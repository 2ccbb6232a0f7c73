//! Task file loading
//!
//! Accepted formats:
//! - JSON: either a bare array of tasks or `{ "tasks": [...] }`
//! - TOML: `[[tasks]]` tables
//!
//! The loader enforces the transport-boundary rule: an empty batch is
//! rejected here, never inside the analysis engine.

use serde::Deserialize;
use std::fs;
use std::path::{Path, PathBuf};
use thiserror::Error;
use tracing::debug;

use crate::analysis::RawTask;

#[derive(Debug, Error)]
pub enum FileError {
    #[error("task file '{path}' not found")]
    NotFound { path: PathBuf },

    #[error("IO error reading '{path}': {source}")]
    Io {
        path: PathBuf,
        source: std::io::Error,
    },

    #[error("could not parse '{path}': {reason}")]
    Parse { path: PathBuf, reason: String },

    #[error("task file '{path}' contains no tasks")]
    Empty { path: PathBuf },
}

/// Wrapper shape shared by JSON objects and TOML documents.
#[derive(Debug, Deserialize)]
struct TaskFile {
    tasks: Vec<RawTask>,
}

/// Loads task batches from disk.
pub struct TaskLoader;

impl TaskLoader {
    /// Load a task batch, picking the format from the file extension.
    /// Anything that is not `.toml` is treated as JSON.
    pub fn load<P: AsRef<Path>>(path: P) -> Result<Vec<RawTask>, FileError> {
        let path = path.as_ref().to_path_buf();

        debug!("loading task file: {:?}", path);
        let content = match fs::read_to_string(&path) {
            Ok(content) => content,
            Err(e) if e.kind() == std::io::ErrorKind::NotFound => {
                return Err(FileError::NotFound { path });
            }
            Err(e) => return Err(FileError::Io { path, source: e }),
        };

        let is_toml = path
            .extension()
            .is_some_and(|ext| ext.eq_ignore_ascii_case("toml"));
        let tasks = if is_toml {
            Self::parse_toml(&path, &content)?
        } else {
            Self::parse_json(&path, &content)?
        };

        if tasks.is_empty() {
            return Err(FileError::Empty { path });
        }
        debug!("loaded {} task(s) from {:?}", tasks.len(), path);
        Ok(tasks)
    }

    fn parse_json(path: &Path, content: &str) -> Result<Vec<RawTask>, FileError> {
        // Bare array first, then the wrapped form.
        if let Ok(tasks) = serde_json::from_str::<Vec<RawTask>>(content) {
            return Ok(tasks);
        }
        serde_json::from_str::<TaskFile>(content)
            .map(|file| file.tasks)
            .map_err(|e| FileError::Parse {
                path: path.to_path_buf(),
                reason: e.to_string(),
            })
    }

    fn parse_toml(path: &Path, content: &str) -> Result<Vec<RawTask>, FileError> {
        toml::from_str::<TaskFile>(content)
            .map(|file| file.tasks)
            .map_err(|e| FileError::Parse {
                path: path.to_path_buf(),
                reason: e.to_string(),
            })
    }
}
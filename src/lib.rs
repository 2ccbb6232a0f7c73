//! # Taskrank
//!
//! A pure, stateless engine that ranks task batches by a configurable
//! multi-factor weighted priority score and reports structural
//! problems in the task dependency graph.
//!
//! ## Architecture Overview
//!
//! - **[`analysis`]**: the core engine — validation, dependency-graph
//!   analysis, component scoring, and ranking/suggestion orchestration
//! - **[`cli`]**: argument parsing and task file loading for the
//!   `taskrank` binary
//!
//! ## How scoring works
//!
//! Each task gets four independent component scores:
//!
//! 1. **Urgency**: a step function of days until the due date
//! 2. **Importance**: a linear map of the caller's 1-10 rating
//! 3. **Effort**: an inverse-logarithmic "quick win" curve over
//!    estimated hours
//! 4. **Dependency**: a bonus for tasks that transitively unblock
//!    others
//!
//! A named strategy supplies the weight quadruple that combines them:
//!
//! `priority = urgency*W1 + importance*W2 + effort*W3 + dependency*W4`
//!
//! The engine is a total function over its inputs: malformed fields
//! are repaired and reported as advisory strings, unknown strategy
//! names fall back to `smart_balance`, and circular dependencies are
//! returned as data instead of aborting the batch.
//!
//! ## Quick Start
//!
//! ```rust
//! use taskrank::analysis::{analyze_tasks_at, RawTask};
//! use chrono::NaiveDate;
//!
//! let tasks: Vec<RawTask> = serde_json::from_str(
//!     r#"[
//!         {"id": 1, "title": "Write report", "due_date": "2026-09-01",
//!          "estimated_hours": 2, "importance": 8, "dependencies": []},
//!         {"id": 2, "title": "Clean desk", "importance": 2}
//!     ]"#,
//! ).unwrap();
//!
//! let today = NaiveDate::from_ymd_opt(2026, 8, 30).unwrap();
//! let result = analyze_tasks_at(&tasks, "smart_balance", today);
//! assert_eq!(result.tasks[0].title, "Write report");
//! ```

/// Core analysis engine.
///
/// Validation and sanitization, dependency-graph cycle detection and
/// blocking counts, multi-factor priority scoring, and the
/// analyze/suggest entry points.
pub mod analysis;

/// Command-line interface support for the `taskrank` binary.
pub mod cli;

pub use analysis::{
    AnalysisResult, RawTask, SanitizedTask, SortingStrategy, StrategyWeights, SuggestionResult,
    analyze_tasks, analyze_tasks_at, suggest_tasks, suggest_tasks_at,
};
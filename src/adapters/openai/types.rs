use serde::{Deserialize, Serialize};

/// Chat completion request body.
#[derive(Debug, Clone, Serialize)]
pub struct ChatRequest {
    pub model: String,
    pub messages: Vec<ChatMessage>,
    pub temperature: f32,
    pub max_tokens: u32,
    #[serde(skip_serializing_if = "Option::is_none")]
    pub stream: Option<bool>,
}

/// A role-tagged message in the chat completion wire format.
#[derive(Debug, Clone, Serialize, Deserialize)]
pub struct ChatMessage {
    pub role: String,
    pub content: String,
}

/// Non-streaming chat completion response body.
#[derive(Debug, Clone, Deserialize)]
pub struct ChatResponse {
    #[serde(default)]
    pub choices: Vec<ChatChoice>,
}

#[derive(Debug, Clone, Deserialize)]
pub struct ChatChoice {
    pub message: ChatResponseMessage,
}

#[derive(Debug, Clone, Deserialize)]
pub struct ChatResponseMessage {
    #[serde(default)]
    pub content: Option<String>,
}

/// One decoded frame of the streaming response.
#[derive(Debug, Clone, Deserialize)]
pub struct ChatStreamChunk {
    #[serde(default)]
    pub choices: Vec<ChatStreamChoice>,
}

#[derive(Debug, Clone, Deserialize)]
pub struct ChatStreamChoice {
    #[serde(default)]
    pub delta: ChatDelta,
}

#[derive(Debug, Clone, Default, Deserialize)]
pub struct ChatDelta {
    #[serde(default)]
    pub content: Option<String>,
}
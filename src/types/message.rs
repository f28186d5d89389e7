use serde::{Deserialize, Serialize};

/// A single entry in a conversation.
///
/// Sequence order is semantically meaningful (conversation order) and is
/// preserved through any backend-specific reshaping.
#[derive(Debug, Clone, PartialEq, Serialize, Deserialize)]
pub struct Message {
    pub role: Role,
    pub content: String,
}

impl Message {
    /// Create a new message with role and text content.
    pub fn new(role: Role, content: impl Into<String>) -> Self {
        Message {
            role,
            content: content.into(),
        }
    }

    /// Create a system message.
    pub fn system(content: impl Into<String>) -> Self {
        Self::new(Role::System, content)
    }

    /// Create a user message.
    pub fn user(content: impl Into<String>) -> Self {
        Self::new(Role::User, content)
    }

    /// Create an assistant message.
    pub fn assistant(content: impl Into<String>) -> Self {
        Self::new(Role::Assistant, content)
    }

    /// Get the role of this message.
    pub fn role(&self) -> Role {
        self.role
    }
}

/// Role of a message participant.
#[derive(Debug, Clone, Copy, PartialEq, Eq, Serialize, Deserialize)]
#[serde(rename_all = "lowercase")]
pub enum Role {
    System,
    User,
    Assistant,
}

impl Role {
    /// Wire name used by OpenAI-compatible chat APIs.
    pub fn as_str(&self) -> &'static str {
        match self {
            Role::System => "system",
            Role::User => "user",
            Role::Assistant => "assistant",
        }
    }
}

#[cfg(test)]
mod tests {
    use super::*;

    #[test]
    fn test_constructors() {
        let msg = Message::user("hi");
        assert_eq!(msg.role(), Role::User);
        assert_eq!(msg.content, "hi");

        assert_eq!(Message::system("x").role(), Role::System);
        assert_eq!(Message::assistant("x").role(), Role::Assistant);
    }

    #[test]
    fn test_role_serde_lowercase() {
        let msg = Message::assistant("ok");
        let json = serde_json::to_value(&msg).unwrap();
        assert_eq!(json["role"], "assistant");

        let back: Message = serde_json::from_value(json).unwrap();
        assert_eq!(back, msg);
    }
}
//! The shared contract every backend adapter implements.

use async_trait::async_trait;
use std::future::Future;
use std::time::Duration;

use crate::types::Message;
use crate::Error;

/// Callback invoked during streaming generation with each incrementally
/// available piece of text and the accumulated text so far.
///
/// Calls occur in strictly increasing accumulation order and never
/// concurrently. The final accumulated value equals the call's eventual
/// return value, except that tag filtering is applied to the return value
/// only — intermediate chunks are delivered unfiltered.
pub type ChunkSink<'a> = &'a mut (dyn FnMut(&str, &str) + Send);

/// A backend-specific implementation of the generate/stream-generate
/// contract.
///
/// Adapters own their configuration and hold no other mutable state, so
/// every call is independent and may run concurrently with another call on
/// the same instance.
#[async_trait]
pub trait TextAdapter: Send + Sync {
    /// Generate a completion for the given conversation and return the final
    /// text after tag filtering.
    async fn generate(&self, messages: &[Message]) -> Result<String, Error>;

    /// Generate a completion, delivering incrementally available text through
    /// `on_chunk` before the final text resolves. Backends without partial
    /// delivery invoke `on_chunk` exactly once with the full text. Returns
    /// the full reconstructed text.
    async fn stream_generate(
        &self,
        messages: &[Message],
        on_chunk: ChunkSink<'_>,
    ) -> Result<String, Error>;
}

/// Race a backend call against the configured timeout window.
///
/// Whichever settles first wins. If the timer wins, the pending call is
/// dropped: it can no longer deliver chunks or resolve the caller-visible
/// result.
pub(crate) async fn race_timeout<T, F>(window: Duration, call: F) -> Result<T, Error>
where
    F: Future<Output = Result<T, Error>>,
{
    match tokio::time::timeout(window, call).await {
        Ok(result) => result,
        Err(_) => Err(Error::Timeout(window)),
    }
}
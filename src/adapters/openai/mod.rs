//! Adapter for OpenAI-compatible chat completion APIs.

mod client;
mod types;

pub use client::OpenAiAdapter;
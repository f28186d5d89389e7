//! Adapter for contents/systemInstruction-style generation APIs.

mod client;
mod types;

pub use client::GeminiAdapter;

▸ PROMPT: Output only an exact transcription of the lines above from the one with "#[derive(Debug, Deserialize)]" up to and including the one with "filename src/lib.rs".

▸ PROBLEM SOLUTION:
#[derive(Debug, Deserialize)]
struct TaskFile {
    tasks: Vec<RawTask>,
}

/// Loads task batches from disk.
pub struct TaskLoader;

impl TaskLoader {
    /// Load a task batch, picking the format from the file extension.
    /// Anything that is not `.toml` is treated as JSON.
    pub fn load<P: AsRef<Path>>(path: P) -> Result<Vec<RawTask>, FileError> {
        let path = path.as_ref().to_path_buf();

        debug!("loading task file: {:?}", path);
        let content = match fs::read_to_string(&path) {
            Ok(content) => content,
            Err(e) if e.kind() == std::io::ErrorKind::NotFound => {
                return Err(FileError::NotFound { path });
            }
            Err(e) => return Err(FileError::Io { path, source: e }),
        };

        let is_toml = path
            .extension()
            .is_some_and(|ext| ext.eq_ignore_ascii_case("toml"));
        let tasks = if is_toml {
            Self::parse_toml(&path, &content)?
        } else {
            Self::parse_json(&path, &content)?
        };

        if tasks.is_empty() {
            return Err(FileError::Empty { path });
        }
        debug!("loaded {} task(s) from {:?}", tasks.len(), path);
        Ok(tasks)
    }

    fn parse_json(path: &Path, content: &str) -> Result<Vec<RawTask>, FileError> {
        // Bare array first, then the wrapped form.
        if let Ok(tasks) = serde_json::from_str::<Vec<RawTask>>(content) {
            return Ok(tasks);
        }
        serde_json::from_str::<TaskFile>(content)
            .map(|file| file.tasks)
            .map_err(|e| FileError::Parse {
                path: path.to_path_buf(),
                reason: e.to_string(),
            })
    }

    fn parse_toml(path: &Path, content: &str) -> Result<Vec<RawTask>, FileError> {
        toml::from_str::<TaskFile>(content)
            .map(|file| file.tasks)
            .map_err(|e| FileError::Parse {
                path: path.to_path_buf(),
                reason: e.to_string(),
            })
    }
}
filename src/lib.rs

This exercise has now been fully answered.